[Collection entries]
□ □ □

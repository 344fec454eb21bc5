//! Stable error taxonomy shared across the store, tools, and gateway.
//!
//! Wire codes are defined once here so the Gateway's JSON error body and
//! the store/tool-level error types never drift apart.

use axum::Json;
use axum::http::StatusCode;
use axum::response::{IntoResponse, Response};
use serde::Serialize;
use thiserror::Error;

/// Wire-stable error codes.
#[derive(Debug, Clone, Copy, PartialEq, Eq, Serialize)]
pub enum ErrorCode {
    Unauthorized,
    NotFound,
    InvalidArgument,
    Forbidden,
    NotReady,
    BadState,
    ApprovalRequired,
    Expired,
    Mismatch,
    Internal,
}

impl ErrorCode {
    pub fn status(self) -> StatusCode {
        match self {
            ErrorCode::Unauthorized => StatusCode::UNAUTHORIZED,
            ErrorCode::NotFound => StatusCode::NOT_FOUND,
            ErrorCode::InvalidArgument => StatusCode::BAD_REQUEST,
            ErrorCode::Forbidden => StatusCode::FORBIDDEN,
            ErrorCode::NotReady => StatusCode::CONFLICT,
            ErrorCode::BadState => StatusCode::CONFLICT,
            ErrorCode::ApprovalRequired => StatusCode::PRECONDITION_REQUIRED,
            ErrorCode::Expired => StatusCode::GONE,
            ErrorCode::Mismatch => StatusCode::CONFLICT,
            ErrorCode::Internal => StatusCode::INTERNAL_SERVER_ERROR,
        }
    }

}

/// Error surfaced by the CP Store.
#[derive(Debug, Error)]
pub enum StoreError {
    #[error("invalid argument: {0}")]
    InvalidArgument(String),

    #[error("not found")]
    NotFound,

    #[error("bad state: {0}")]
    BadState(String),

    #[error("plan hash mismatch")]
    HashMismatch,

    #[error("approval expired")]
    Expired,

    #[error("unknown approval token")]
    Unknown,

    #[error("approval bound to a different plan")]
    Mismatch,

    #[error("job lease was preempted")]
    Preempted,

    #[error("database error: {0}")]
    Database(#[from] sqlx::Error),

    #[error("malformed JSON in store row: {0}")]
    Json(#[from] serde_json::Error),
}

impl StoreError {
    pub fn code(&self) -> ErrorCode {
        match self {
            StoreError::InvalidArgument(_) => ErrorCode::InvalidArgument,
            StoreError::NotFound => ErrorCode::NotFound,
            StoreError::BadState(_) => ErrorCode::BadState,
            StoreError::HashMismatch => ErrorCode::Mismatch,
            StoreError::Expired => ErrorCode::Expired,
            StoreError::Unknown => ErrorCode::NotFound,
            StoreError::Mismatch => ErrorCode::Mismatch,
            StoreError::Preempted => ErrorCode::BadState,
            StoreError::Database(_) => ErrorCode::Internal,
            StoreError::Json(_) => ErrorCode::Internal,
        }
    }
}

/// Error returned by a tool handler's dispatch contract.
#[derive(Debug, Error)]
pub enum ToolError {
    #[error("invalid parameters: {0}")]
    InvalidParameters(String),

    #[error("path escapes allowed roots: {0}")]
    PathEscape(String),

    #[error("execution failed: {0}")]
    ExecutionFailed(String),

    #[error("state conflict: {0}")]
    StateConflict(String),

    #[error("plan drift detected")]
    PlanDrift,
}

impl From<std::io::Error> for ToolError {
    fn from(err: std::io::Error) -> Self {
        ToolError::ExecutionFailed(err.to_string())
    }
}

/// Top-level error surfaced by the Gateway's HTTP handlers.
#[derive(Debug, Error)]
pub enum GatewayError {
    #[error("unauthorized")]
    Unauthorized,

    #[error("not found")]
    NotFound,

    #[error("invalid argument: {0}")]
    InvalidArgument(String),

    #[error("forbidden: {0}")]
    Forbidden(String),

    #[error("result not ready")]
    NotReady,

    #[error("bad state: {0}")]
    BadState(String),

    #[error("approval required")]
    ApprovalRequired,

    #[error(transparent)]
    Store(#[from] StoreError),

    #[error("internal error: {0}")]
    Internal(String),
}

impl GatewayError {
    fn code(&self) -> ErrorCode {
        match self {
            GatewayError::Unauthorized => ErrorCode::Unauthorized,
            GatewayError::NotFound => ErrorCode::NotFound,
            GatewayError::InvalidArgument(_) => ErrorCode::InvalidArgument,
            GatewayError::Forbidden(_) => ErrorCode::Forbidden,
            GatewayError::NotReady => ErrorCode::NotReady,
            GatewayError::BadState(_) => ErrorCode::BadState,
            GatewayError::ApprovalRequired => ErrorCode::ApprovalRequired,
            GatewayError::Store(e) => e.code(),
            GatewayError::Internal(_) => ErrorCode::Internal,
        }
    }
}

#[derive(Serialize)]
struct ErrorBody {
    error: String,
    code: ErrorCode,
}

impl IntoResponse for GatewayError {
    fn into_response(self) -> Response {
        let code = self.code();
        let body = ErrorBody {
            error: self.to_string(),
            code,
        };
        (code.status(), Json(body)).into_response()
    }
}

□ □ □

DESCRIPTION OF THE TASK: Using the records above, filter out every line that lacks the string "Serialize" and copy the rest.

ANSWER TO THIS TASK:
use serde::Serialize;
#[derive(Debug, Clone, Copy, PartialEq, Eq, Serialize)]
#[derive(Serialize)]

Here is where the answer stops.